**Work item:** Your answer must consist of exactly the lines below, starting with the line with "self.weight_grads.fill(0.0);" and going on through the line with "use rand::SeedableRng;", and nothing else.

**Source material:**
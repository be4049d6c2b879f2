use rand::Rng;

/// A dense affine map `y = Wx + b`, with gradient
/// accumulators for every parameter.
#[derive(Clone, Debug)]
pub(crate) struct Linear {
    inputs: usize,
    outputs: usize,
    // Row-major, one row per output.
    weights: Vec<f32>,
    // Empty when the map has no bias.
    bias: Vec<f32>,
    weight_grads: Vec<f32>,
    bias_grads: Vec<f32>,
}

impl Linear {
    /// Creates a map with parameters drawn uniformly
    /// from `±1/sqrt(inputs)` (all zero for zero inputs).
    pub(crate) fn new<R: Rng + ?Sized>(
        inputs: usize,
        outputs: usize,
        bias: bool,
        rng: &mut R,
    ) -> Linear {
        let bound = if inputs > 0 {
            1.0 / (inputs as f32).sqrt()
        } else {
            0.0
        };
        let mut sample = |n: usize| -> Vec<f32> {
            (0..n)
                .map(|_| {
                    if bound > 0.0 {
                        rng.gen_range(-bound..bound)
                    } else {
                        0.0
                    }
                })
                .collect()
        };
        let weights = sample(inputs * outputs);
        let bias = if bias { sample(outputs) } else { vec![] };
        Linear {
            inputs,
            outputs,
            weight_grads: vec![0.0; weights.len()],
            bias_grads: vec![0.0; bias.len()],
            weights,
            bias,
        }
    }

    #[cfg(test)]
    pub(crate) fn from_parameters(inputs: usize, weights: Vec<f32>, bias: Vec<f32>) -> Linear {
        let outputs = if inputs > 0 {
            weights.len() / inputs
        } else {
            bias.len()
        };
        Linear {
            inputs,
            outputs,
            weight_grads: vec![0.0; weights.len()],
            bias_grads: vec![0.0; bias.len()],
            weights,
            bias,
        }
    }

    #[cfg(test)]
    pub(crate) fn inputs(&self) -> usize {
        self.inputs
    }

    pub(crate) fn parameter_count(&self) -> usize {
        self.weights.len() + self.bias.len()
    }

    /// Adds `Wx + b` to `output`.
    pub(crate) fn accumulate(&self, input: &[f32], output: &mut [f32]) {
        debug_assert_eq!(input.len(), self.inputs);
        debug_assert_eq!(output.len(), self.outputs);
        for (o, out) in output.iter_mut().enumerate() {
            let row = &self.weights[o * self.inputs..(o + 1) * self.inputs];
            *out += row.iter().zip(input).map(|(w, x)| w * x).sum::<f32>();
            if let Some(b) = self.bias.get(o) {
                *out += b;
            }
        }
    }

    /// Accumulates parameter gradients for one sample, given
    /// the loss gradient at the map's output. If `input_grads`
    /// is passed, the gradient at the map's input is added to it.
    pub(crate) fn backward(
        &mut self,
        input: &[f32],
        output_grads: &[f32],
        input_grads: Option<&mut [f32]>,
    ) {
        for (o, g) in output_grads.iter().enumerate() {
            let row = &mut self.weight_grads[o * self.inputs..(o + 1) * self.inputs];
            for (wg, x) in row.iter_mut().zip(input) {
                *wg += g * x;
            }
            if let Some(bg) = self.bias_grads.get_mut(o) {
                *bg += g;
            }
        }
        if let Some(input_grads) = input_grads {
            for (o, g) in output_grads.iter().enumerate() {
                let row = &self.weights[o * self.inputs..(o + 1) * self.inputs];
                for (ig, w) in input_grads.iter_mut().zip(row) {
                    *ig += g * w;
                }
            }
        }
    }

    pub(crate) fn zero_grad(&mut self) {
        self.weight_grads.fill(0.0);
        self.bias_grads.fill(0.0);
    }

    /// Pairs every parameter with its accumulated gradient,
    /// weights first, then biases.
    pub(crate) fn parameters_mut(&mut self) -> impl Iterator<Item = (&mut f32, f32)> + '_ {
        self.weights
            .iter_mut()
            .zip(self.weight_grads.iter().copied())
            .chain(self.bias.iter_mut().zip(self.bias_grads.iter().copied()))
    }
}

#[cfg(test)]
mod tests {
    use super::*;
    use rand::SeedableRng;
    use rand_chacha::ChaCha8Rng;

    #[test]
    fn initialization_bounds() {
        let mut rng = ChaCha8Rng::seed_from_u64(0);
        let linear = Linear::new(16, 4, true, &mut rng);
        assert_eq!(linear.parameter_count(), 16 * 4 + 4);
        assert!(linear
            .weights
            .iter()
            .chain(&linear.bias)
            .all(|p| p.abs() <= 0.25));

        let unbiased = Linear::new(1, 4, false, &mut rng);
        assert_eq!(unbiased.parameter_count(), 4);
    }

    #[test]
    fn zero_input_map_is_its_bias() {
        let mut rng = ChaCha8Rng::seed_from_u64(1);
        let linear = Linear::new(0, 3, true, &mut rng);
        let mut out = vec![0.0; 3];
        linear.accumulate(&[], &mut out);
        assert_eq!(out, vec![0.0; 3]);
    }

    #[test]
    fn accumulate_and_backward() {
        // W = [[1, 2], [3, 4]], b = [0.5, -0.5]
        let mut linear = Linear::from_parameters(2, vec![1.0, 2.0, 3.0, 4.0], vec![0.5, -0.5]);
        let mut out = vec![1.0, 1.0];
        linear.accumulate(&[1.0, -1.0], &mut out);
        assert_eq!(out, vec![1.0 + (1.0 - 2.0) + 0.5, 1.0 + (3.0 - 4.0) - 0.5]);

        let mut input_grads = vec![0.0, 0.0];
        linear.backward(&[1.0, -1.0], &[1.0, 2.0], Some(&mut input_grads));
        assert_eq!(input_grads, vec![1.0 + 6.0, 2.0 + 8.0]);
        let grads: Vec<f32> = linear.parameters_mut().map(|(_, g)| g).collect();
        assert_eq!(grads, vec![1.0, -1.0, 2.0, -2.0, 1.0, 2.0]);

        linear.zero_grad();
        assert!(linear.parameters_mut().all(|(_, g)| g == 0.0));
    }
}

**Answer section:**
        self.weight_grads.fill(0.0);
        self.bias_grads.fill(0.0);
    }

    /// Pairs every parameter with its accumulated gradient,
    /// weights first, then biases.
    pub(crate) fn parameters_mut(&mut self) -> impl Iterator<Item = (&mut f32, f32)> + '_ {
        self.weights
            .iter_mut()
            .zip(self.weight_grads.iter().copied())
            .chain(self.bias.iter_mut().zip(self.bias_grads.iter().copied()))
    }
}

#[cfg(test)]
mod tests {
    use super::*;
    use rand::SeedableRng;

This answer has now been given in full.